What to produce: Exactly as written, copy the lines that run from the start of the data below to the line containing "for a product", both ends included.

[The records — start]

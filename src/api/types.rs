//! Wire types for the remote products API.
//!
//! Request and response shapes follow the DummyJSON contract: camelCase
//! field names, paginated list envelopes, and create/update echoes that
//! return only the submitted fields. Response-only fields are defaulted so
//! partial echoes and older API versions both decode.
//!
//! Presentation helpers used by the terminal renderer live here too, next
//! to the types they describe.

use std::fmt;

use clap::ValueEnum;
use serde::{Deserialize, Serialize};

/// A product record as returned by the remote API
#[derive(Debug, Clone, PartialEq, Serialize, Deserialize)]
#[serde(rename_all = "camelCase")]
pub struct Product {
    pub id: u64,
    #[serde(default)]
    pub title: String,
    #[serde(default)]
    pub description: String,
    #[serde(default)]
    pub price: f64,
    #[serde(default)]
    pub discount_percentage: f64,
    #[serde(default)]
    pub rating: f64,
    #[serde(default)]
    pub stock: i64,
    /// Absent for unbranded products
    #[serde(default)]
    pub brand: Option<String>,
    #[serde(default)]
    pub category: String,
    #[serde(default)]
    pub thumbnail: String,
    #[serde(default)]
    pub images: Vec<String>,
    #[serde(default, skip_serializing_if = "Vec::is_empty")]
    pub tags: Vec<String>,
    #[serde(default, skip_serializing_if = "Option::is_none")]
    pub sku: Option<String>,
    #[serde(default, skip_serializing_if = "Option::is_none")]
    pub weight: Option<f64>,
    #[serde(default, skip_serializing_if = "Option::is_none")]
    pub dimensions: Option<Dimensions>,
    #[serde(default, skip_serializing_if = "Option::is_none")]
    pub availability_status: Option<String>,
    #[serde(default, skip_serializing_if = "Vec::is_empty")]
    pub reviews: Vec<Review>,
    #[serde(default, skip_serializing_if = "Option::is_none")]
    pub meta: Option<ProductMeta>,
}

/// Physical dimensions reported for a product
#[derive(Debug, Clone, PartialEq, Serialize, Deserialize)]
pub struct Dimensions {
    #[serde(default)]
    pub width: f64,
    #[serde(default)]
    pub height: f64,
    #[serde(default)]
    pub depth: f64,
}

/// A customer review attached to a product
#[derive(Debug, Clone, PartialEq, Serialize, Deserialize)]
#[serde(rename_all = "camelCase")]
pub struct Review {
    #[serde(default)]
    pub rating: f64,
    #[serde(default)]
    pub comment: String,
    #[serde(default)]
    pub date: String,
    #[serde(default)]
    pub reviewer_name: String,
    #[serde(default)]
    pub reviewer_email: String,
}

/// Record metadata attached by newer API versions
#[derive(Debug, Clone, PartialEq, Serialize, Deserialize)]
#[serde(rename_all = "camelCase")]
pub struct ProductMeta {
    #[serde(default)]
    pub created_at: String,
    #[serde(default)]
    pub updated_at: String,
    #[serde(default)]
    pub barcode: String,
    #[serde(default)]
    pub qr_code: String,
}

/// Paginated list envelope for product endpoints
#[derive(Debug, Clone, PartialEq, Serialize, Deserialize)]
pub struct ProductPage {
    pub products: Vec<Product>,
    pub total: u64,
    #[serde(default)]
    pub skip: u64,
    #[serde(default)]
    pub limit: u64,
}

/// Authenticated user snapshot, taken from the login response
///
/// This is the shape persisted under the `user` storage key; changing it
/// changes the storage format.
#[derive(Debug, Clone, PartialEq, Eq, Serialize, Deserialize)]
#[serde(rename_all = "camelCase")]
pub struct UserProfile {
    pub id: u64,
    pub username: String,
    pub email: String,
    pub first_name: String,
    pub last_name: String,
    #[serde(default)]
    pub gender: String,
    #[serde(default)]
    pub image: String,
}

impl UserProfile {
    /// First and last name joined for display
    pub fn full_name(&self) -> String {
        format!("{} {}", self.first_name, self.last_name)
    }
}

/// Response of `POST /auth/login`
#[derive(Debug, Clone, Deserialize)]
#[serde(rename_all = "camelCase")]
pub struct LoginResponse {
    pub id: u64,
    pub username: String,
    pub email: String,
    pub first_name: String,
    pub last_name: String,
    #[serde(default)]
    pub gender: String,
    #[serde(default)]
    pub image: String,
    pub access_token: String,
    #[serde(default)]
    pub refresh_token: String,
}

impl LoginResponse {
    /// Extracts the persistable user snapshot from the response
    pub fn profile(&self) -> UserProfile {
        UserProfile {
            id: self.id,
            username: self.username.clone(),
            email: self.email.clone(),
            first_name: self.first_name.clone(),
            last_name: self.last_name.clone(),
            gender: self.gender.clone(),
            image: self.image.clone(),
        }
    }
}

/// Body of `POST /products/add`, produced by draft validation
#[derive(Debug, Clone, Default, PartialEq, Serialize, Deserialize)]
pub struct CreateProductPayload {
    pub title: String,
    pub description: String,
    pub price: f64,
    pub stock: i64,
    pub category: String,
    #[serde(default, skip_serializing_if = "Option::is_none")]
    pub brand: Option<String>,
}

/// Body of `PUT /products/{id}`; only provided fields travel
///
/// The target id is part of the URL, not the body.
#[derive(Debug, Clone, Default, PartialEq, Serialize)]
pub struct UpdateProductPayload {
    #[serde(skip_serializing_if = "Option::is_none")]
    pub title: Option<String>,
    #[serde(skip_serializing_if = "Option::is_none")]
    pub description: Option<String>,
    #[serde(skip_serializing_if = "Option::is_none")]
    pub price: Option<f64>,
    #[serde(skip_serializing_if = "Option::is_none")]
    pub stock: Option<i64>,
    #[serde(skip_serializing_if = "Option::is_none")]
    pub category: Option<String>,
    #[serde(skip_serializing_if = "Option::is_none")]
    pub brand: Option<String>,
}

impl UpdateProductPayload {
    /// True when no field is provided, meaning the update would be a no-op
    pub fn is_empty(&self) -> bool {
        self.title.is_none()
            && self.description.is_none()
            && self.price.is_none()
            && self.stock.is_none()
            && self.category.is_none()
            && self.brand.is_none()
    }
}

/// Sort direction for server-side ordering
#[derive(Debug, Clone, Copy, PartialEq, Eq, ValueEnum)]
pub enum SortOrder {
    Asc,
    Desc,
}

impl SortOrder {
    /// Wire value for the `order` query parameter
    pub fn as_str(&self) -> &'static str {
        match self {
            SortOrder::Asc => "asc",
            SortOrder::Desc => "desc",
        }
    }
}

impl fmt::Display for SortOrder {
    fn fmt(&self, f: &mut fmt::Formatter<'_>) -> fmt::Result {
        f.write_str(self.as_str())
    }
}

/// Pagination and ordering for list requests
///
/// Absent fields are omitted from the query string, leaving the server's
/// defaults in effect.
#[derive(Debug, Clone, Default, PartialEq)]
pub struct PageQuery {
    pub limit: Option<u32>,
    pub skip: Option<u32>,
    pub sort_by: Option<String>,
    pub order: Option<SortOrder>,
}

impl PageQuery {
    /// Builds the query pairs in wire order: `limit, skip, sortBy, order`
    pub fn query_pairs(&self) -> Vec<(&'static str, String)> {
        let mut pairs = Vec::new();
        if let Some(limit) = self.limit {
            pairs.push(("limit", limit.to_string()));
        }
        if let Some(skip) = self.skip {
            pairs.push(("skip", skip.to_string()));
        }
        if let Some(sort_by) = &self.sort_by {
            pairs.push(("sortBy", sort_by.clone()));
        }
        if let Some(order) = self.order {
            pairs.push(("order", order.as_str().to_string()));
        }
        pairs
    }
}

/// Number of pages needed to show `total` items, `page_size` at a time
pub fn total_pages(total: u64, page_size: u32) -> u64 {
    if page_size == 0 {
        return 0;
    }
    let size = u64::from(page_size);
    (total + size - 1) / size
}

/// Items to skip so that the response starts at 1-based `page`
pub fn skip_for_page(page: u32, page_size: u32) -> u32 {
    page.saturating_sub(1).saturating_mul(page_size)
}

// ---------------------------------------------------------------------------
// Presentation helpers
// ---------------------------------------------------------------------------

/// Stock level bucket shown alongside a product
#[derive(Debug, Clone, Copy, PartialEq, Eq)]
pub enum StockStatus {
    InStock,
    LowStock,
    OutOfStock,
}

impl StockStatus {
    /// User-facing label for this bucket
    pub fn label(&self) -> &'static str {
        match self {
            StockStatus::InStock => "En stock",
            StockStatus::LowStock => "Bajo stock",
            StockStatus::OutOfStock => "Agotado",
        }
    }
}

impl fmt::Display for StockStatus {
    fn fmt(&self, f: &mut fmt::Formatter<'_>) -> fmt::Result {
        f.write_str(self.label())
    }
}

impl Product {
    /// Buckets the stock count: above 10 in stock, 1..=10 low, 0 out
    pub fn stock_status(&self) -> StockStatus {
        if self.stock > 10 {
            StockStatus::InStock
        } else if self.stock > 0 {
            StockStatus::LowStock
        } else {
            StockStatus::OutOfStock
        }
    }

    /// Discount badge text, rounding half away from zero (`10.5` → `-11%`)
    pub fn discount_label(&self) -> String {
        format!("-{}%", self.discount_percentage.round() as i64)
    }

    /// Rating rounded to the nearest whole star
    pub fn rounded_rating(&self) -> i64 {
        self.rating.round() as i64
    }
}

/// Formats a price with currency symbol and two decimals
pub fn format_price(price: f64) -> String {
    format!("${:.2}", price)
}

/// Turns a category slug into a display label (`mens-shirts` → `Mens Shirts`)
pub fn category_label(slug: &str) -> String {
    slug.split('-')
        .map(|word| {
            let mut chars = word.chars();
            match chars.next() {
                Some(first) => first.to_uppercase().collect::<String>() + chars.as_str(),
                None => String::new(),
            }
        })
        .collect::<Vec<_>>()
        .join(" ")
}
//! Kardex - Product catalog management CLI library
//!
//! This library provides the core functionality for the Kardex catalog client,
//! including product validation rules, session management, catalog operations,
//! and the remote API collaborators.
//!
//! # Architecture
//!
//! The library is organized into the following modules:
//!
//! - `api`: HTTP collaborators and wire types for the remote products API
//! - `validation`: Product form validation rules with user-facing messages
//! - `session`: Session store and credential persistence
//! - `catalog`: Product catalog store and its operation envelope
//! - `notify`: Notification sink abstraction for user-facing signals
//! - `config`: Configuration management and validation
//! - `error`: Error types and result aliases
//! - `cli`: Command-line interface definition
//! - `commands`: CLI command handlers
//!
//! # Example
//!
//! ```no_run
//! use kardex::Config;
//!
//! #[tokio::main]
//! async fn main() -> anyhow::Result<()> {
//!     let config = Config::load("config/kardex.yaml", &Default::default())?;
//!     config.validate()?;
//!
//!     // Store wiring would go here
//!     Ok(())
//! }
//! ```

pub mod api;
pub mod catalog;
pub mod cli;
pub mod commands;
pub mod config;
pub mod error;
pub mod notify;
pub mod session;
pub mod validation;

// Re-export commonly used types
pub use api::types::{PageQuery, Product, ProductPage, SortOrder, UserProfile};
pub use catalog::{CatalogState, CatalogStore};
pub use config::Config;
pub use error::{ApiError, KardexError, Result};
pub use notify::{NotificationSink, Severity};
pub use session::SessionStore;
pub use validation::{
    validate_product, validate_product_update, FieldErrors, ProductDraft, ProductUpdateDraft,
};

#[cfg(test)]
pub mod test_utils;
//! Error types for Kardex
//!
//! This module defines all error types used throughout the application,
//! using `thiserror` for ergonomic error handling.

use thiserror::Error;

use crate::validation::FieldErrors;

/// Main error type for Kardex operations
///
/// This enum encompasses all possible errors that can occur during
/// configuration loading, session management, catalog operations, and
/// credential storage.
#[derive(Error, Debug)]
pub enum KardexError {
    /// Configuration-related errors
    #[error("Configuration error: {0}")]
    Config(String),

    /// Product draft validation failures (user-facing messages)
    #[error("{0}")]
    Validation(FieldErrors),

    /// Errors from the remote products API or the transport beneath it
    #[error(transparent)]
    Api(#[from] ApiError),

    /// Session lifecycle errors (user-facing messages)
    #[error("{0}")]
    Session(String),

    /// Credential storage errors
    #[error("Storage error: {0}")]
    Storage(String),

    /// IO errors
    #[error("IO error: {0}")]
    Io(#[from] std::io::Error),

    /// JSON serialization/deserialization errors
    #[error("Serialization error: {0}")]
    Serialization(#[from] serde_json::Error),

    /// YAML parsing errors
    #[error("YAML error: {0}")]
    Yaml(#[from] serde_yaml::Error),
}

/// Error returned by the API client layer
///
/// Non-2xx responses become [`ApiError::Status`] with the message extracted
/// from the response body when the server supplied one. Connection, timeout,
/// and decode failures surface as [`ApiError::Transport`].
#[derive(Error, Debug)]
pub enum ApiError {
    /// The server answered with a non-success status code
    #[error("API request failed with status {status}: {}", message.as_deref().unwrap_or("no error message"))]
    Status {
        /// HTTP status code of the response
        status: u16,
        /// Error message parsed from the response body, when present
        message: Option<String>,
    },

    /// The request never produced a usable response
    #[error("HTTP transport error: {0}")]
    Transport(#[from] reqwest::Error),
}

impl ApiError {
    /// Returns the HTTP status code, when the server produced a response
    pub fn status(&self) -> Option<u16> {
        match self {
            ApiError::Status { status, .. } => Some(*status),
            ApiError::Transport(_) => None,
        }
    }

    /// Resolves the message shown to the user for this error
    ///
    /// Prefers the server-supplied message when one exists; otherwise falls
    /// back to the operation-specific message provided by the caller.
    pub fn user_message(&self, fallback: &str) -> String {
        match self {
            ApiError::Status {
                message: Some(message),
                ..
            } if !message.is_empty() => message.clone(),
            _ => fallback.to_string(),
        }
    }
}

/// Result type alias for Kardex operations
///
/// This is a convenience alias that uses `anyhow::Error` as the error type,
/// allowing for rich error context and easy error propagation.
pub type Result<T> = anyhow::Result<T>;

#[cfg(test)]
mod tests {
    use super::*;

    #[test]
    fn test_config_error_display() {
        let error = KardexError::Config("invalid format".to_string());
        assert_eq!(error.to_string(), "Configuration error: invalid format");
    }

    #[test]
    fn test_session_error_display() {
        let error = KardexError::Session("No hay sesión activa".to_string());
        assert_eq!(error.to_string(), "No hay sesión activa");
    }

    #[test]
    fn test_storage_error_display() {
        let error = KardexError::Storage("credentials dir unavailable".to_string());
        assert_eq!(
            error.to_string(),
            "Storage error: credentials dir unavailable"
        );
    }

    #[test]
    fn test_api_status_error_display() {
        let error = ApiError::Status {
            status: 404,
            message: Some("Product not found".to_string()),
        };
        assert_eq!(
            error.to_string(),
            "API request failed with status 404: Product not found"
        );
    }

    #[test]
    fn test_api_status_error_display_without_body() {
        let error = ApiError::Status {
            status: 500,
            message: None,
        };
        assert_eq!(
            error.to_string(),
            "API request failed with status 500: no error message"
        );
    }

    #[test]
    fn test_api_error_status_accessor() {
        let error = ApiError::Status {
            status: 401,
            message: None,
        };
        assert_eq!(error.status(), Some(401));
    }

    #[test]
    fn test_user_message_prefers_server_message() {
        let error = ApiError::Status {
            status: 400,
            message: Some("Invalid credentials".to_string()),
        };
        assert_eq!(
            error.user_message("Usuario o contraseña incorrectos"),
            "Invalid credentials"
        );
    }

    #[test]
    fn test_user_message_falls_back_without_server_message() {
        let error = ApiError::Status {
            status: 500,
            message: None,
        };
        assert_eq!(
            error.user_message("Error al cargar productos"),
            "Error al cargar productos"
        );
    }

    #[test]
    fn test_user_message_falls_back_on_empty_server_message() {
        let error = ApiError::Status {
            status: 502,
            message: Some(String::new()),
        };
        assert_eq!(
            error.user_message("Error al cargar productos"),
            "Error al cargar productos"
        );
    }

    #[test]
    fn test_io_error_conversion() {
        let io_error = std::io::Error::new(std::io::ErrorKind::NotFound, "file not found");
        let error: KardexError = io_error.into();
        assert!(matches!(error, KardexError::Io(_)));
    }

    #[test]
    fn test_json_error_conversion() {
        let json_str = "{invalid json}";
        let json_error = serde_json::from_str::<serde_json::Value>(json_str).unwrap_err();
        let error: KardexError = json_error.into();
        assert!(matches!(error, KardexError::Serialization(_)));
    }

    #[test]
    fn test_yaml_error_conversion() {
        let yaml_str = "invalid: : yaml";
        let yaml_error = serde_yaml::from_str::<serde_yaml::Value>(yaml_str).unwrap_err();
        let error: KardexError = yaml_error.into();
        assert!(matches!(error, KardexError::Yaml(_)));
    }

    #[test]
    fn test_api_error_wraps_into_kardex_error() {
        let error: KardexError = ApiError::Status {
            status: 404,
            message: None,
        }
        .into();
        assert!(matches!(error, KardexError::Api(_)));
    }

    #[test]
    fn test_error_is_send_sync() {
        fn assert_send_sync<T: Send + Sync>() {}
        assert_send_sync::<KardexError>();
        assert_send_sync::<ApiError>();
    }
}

[The records — finish]

Solution for this problem:
filename src/api/types.rs
//! Wire types for the remote products API.
//!
//! Request and response shapes follow the DummyJSON contract: camelCase
//! field names, paginated list envelopes, and create/update echoes that
//! return only the submitted fields. Response-only fields are defaulted so
//! partial echoes and older API versions both decode.
//!
//! Presentation helpers used by the terminal renderer live here too, next
//! to the types they describe.

use std::fmt;

use clap::ValueEnum;
use serde::{Deserialize, Serialize};

/// A product record as returned by the remote API
#[derive(Debug, Clone, PartialEq, Serialize, Deserialize)]
#[serde(rename_all = "camelCase")]
pub struct Product {
    pub id: u64,
    #[serde(default)]
    pub title: String,
    #[serde(default)]
    pub description: String,
    #[serde(default)]
    pub price: f64,
    #[serde(default)]
    pub discount_percentage: f64,
    #[serde(default)]
    pub rating: f64,
    #[serde(default)]
    pub stock: i64,
    /// Absent for unbranded products
    #[serde(default)]
    pub brand: Option<String>,
    #[serde(default)]
    pub category: String,
    #[serde(default)]
    pub thumbnail: String,
    #[serde(default)]
    pub images: Vec<String>,
    #[serde(default, skip_serializing_if = "Vec::is_empty")]
    pub tags: Vec<String>,
    #[serde(default, skip_serializing_if = "Option::is_none")]
    pub sku: Option<String>,
    #[serde(default, skip_serializing_if = "Option::is_none")]
    pub weight: Option<f64>,
    #[serde(default, skip_serializing_if = "Option::is_none")]
    pub dimensions: Option<Dimensions>,
    #[serde(default, skip_serializing_if = "Option::is_none")]
    pub availability_status: Option<String>,
    #[serde(default, skip_serializing_if = "Vec::is_empty")]
    pub reviews: Vec<Review>,
    #[serde(default, skip_serializing_if = "Option::is_none")]
    pub meta: Option<ProductMeta>,
}

/// Physical dimensions reported for a product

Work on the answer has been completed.